Instructions to follow: State how many lines in the entries below contain "owns". Write nothing but the number.

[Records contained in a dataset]
⁂

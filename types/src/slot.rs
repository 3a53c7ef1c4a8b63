//! Slot catalog.
//!
//! Ten fixed slots, split into a display half (`0..=4`) and a storage half
//! (`5..=9`). Two slots that sit at the same conceptual position in different
//! halves share an equivalence class (`index % 5`).

use std::fmt;

use serde::{Deserialize, Serialize};
use thiserror::Error;

/// Total number of addressable slots.
pub const SLOT_COUNT: usize = 10;

/// Number of slots in each half.
pub const HALF_SIZE: usize = 5;

#[derive(Debug, Clone, Copy, PartialEq, Eq, Error)]
#[error("slot index {0} is outside 0..{max}", max = SLOT_COUNT)]
pub struct SlotError(pub u8);

/// A validated slot identity in `0..SLOT_COUNT`.
#[derive(Debug, Clone, Copy, PartialEq, Eq, Hash, PartialOrd, Ord, Serialize, Deserialize)]
#[serde(try_from = "u8", into = "u8")]
pub struct Slot(u8);

impl Slot {
    /// Every slot in ascending index order.
    pub const ALL: [Slot; SLOT_COUNT] = [
        Slot(0),
        Slot(1),
        Slot(2),
        Slot(3),
        Slot(4),
        Slot(5),
        Slot(6),
        Slot(7),
        Slot(8),
        Slot(9),
    ];

    pub fn new(index: u8) -> Result<Self, SlotError> {
        if usize::from(index) < SLOT_COUNT {
            Ok(Self(index))
        } else {
            Err(SlotError(index))
        }
    }

    #[must_use]
    pub const fn index(self) -> usize {
        self.0 as usize
    }

    #[must_use]
    pub const fn value(self) -> u8 {
        self.0
    }

    #[must_use]
    pub const fn half(self) -> SlotHalf {
        if (self.0 as usize) < HALF_SIZE {
            SlotHalf::Display
        } else {
            SlotHalf::Storage
        }
    }

    #[must_use]
    pub const fn is_display(self) -> bool {
        matches!(self.half(), SlotHalf::Display)
    }

    #[must_use]
    pub const fn is_storage(self) -> bool {
        matches!(self.half(), SlotHalf::Storage)
    }

    /// Conceptual position shared by the matching display and storage slots.
    #[must_use]
    pub const fn equivalence_class(self) -> u8 {
        self.0 % HALF_SIZE as u8
    }
}

impl TryFrom<u8> for Slot {
    type Error = SlotError;

    fn try_from(value: u8) -> Result<Self, Self::Error> {
        Self::new(value)
    }
}

impl From<Slot> for u8 {
    fn from(slot: Slot) -> Self {
        slot.0
    }
}

impl fmt::Display for Slot {
    fn fmt(&self, f: &mut fmt::Formatter<'_>) -> fmt::Result {
        write!(f, "{}", self.0)
    }
}

/// One half of the slot catalog.
#[derive(Debug, Clone, Copy, PartialEq, Eq, Hash, Serialize, Deserialize)]
#[serde(rename_all = "lowercase")]
pub enum SlotHalf {
    /// The visible answer area.
    Display,
    /// The scrambled staging area.
    Storage,
}

impl SlotHalf {
    #[must_use]
    pub const fn slots(self) -> [Slot; HALF_SIZE] {
        let base = match self {
            SlotHalf::Display => 0,
            SlotHalf::Storage => HALF_SIZE as u8,
        };
        [
            Slot(base),
            Slot(base + 1),
            Slot(base + 2),
            Slot(base + 3),
            Slot(base + 4),
        ]
    }

    #[must_use]
    pub const fn contains(self, slot: Slot) -> bool {
        matches!(
            (self, slot.half()),
            (SlotHalf::Display, SlotHalf::Display) | (SlotHalf::Storage, SlotHalf::Storage)
        )
    }

    #[must_use]
    pub const fn as_str(self) -> &'static str {
        match self {
            SlotHalf::Display => "display",
            SlotHalf::Storage => "storage",
        }
    }
}

/// Static lookup over the slot catalog.
///
/// Spatial anchors are not part of the catalog; whoever draws the slots owns
/// their coordinates.
#[derive(Debug, Clone, Copy, Default)]
pub struct SlotMap;

impl SlotMap {
    #[must_use]
    pub const fn slots() -> [Slot; SLOT_COUNT] {
        Slot::ALL
    }

    #[must_use]
    pub const fn half(half: SlotHalf) -> [Slot; HALF_SIZE] {
        half.slots()
    }

    #[must_use]
    pub const fn is_display(slot: Slot) -> bool {
        slot.is_display()
    }

    #[must_use]
    pub const fn is_storage(slot: Slot) -> bool {
        slot.is_storage()
    }

    #[must_use]
    pub const fn equivalence_class(slot: Slot) -> u8 {
        slot.equivalence_class()
    }
}
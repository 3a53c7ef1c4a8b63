//! Round engine for Memento.
//!
//! Arrangement generation, placement tracking, drag resolution and the round
//! state machine. The crate owns no clock and no renderer: drivers call
//! [`RoundController::advance`] once per frame and read back placement and
//! overlay state to draw.

#![allow(clippy::missing_errors_doc)]

mod controller;
mod generator;
mod layout;
mod persistence;
mod placement_state;
mod snap;
mod timer;

pub use controller::{Advanced, Overlay, RoundController, RoundError, RoundEvent};
pub use generator::{GeneratorError, PermutationGenerator};
pub use layout::{Point, SlotLayout};
pub use persistence::{
    FileScoreSink, MemoryScoreSink, PersistError, ScoreSink, render_score_sheet,
};
pub use placement_state::PlacementState;
pub use snap::{DragSnapResolver, ReleaseOutcome, SlotDistances, nearest_free_slot};
pub use timer::PhaseTimer;

pub use memento_types::{
    GameSettings, HALF_SIZE, ObjectId, Placement, PlacementError, Round, RoundPhase, SLOT_COUNT,
    ScoreBoard, ScoreSheet, ScoredPhase, Slot, SlotHalf, Solution,
};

⁂

Result of the exercise: 2